> EXERCISE DESCRIPTION
From the entries that follow, copy each line containing the word "years".
MATERIAL FOR THIS EXERCISE Block Start
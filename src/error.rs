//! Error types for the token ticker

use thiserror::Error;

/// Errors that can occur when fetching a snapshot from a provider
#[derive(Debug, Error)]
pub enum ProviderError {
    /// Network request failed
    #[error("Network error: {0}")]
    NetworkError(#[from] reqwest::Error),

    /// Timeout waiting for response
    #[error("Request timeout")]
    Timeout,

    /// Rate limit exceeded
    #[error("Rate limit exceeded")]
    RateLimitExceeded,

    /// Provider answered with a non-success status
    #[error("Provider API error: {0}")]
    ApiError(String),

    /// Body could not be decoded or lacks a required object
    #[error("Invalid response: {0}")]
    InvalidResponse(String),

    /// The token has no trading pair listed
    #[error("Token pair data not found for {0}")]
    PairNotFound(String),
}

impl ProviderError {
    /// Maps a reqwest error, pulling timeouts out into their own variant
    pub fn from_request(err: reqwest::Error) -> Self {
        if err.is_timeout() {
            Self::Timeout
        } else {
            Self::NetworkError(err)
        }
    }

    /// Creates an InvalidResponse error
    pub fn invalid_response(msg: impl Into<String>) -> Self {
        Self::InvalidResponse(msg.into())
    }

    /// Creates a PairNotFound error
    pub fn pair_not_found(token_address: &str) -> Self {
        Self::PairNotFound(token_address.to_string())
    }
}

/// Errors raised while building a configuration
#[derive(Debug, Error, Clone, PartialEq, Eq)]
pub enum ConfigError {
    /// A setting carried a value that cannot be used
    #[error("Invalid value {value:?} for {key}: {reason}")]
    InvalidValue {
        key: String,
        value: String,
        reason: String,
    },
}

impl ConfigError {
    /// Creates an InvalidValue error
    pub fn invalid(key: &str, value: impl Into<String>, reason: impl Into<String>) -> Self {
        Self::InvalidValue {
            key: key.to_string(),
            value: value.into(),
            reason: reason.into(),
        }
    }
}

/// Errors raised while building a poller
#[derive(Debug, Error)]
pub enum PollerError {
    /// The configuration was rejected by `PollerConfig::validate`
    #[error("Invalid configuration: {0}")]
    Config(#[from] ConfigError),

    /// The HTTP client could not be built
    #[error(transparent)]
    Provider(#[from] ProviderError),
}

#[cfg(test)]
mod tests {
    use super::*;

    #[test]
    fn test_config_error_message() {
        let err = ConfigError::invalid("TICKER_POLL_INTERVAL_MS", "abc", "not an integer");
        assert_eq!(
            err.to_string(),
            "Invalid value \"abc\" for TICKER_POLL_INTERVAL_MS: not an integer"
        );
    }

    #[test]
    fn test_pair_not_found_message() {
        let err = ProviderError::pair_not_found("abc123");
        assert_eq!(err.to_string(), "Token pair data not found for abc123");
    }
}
MATERIAL FOR THIS EXERCISE Block End
MATERIAL FOR THIS EXERCISE Block Start
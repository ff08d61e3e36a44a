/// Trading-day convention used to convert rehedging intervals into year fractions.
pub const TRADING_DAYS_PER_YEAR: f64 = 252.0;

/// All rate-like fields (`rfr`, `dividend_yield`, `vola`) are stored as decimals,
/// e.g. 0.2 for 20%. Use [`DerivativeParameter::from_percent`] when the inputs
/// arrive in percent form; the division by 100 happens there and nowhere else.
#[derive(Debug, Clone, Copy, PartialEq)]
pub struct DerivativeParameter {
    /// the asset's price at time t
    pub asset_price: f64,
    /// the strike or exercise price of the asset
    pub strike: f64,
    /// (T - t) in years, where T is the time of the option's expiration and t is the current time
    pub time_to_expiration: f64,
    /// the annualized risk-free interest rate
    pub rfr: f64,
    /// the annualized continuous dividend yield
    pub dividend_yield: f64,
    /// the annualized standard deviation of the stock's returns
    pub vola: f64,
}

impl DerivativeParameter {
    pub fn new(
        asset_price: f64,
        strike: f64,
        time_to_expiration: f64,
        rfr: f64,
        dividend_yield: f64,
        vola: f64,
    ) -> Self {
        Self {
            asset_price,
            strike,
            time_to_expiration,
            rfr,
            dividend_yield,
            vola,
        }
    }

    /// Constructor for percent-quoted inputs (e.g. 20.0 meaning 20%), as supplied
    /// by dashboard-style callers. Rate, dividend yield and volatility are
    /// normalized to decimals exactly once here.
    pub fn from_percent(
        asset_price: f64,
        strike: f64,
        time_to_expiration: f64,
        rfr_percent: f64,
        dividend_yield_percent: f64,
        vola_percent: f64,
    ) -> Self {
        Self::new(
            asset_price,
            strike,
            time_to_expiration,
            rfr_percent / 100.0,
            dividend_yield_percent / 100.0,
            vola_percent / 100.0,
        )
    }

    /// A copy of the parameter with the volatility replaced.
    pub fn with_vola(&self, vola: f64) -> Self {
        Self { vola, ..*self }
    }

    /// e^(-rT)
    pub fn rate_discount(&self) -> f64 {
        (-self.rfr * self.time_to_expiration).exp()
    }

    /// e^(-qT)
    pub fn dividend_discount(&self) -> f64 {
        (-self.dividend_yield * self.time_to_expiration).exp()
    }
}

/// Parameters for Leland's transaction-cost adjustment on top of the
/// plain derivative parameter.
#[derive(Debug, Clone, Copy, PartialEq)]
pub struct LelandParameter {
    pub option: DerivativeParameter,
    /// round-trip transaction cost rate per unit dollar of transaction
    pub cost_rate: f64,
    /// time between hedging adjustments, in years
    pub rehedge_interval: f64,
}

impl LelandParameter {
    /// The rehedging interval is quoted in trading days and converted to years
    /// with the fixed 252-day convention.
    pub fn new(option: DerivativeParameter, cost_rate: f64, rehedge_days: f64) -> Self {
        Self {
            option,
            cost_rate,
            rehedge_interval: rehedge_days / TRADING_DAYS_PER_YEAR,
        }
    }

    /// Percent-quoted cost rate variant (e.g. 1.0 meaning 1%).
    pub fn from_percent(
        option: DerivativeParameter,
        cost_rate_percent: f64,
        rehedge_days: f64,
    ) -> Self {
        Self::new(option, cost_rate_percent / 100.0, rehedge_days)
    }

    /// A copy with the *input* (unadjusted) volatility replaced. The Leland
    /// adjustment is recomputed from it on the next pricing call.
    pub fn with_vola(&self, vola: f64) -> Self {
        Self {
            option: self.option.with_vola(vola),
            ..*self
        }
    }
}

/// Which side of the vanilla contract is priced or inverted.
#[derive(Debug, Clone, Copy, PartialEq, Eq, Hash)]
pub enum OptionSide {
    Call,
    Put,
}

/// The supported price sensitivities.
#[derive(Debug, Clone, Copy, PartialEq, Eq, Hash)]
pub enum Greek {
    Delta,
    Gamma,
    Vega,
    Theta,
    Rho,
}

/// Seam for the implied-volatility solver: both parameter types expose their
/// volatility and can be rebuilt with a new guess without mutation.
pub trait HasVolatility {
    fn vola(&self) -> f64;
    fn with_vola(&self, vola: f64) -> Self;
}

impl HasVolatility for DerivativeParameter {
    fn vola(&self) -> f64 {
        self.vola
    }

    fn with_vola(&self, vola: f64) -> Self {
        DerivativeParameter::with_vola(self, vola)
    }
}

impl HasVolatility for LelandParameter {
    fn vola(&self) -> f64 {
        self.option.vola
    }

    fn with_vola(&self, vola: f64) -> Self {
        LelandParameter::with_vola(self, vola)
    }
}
MATERIAL FOR THIS EXERCISE Block End
> RESULT OF THE TASK
    /// (T - t) in years, where T is the time of the option's expiration and t is the current time
    /// time between hedging adjustments, in years
    /// The rehedging interval is quoted in trading days and converted to years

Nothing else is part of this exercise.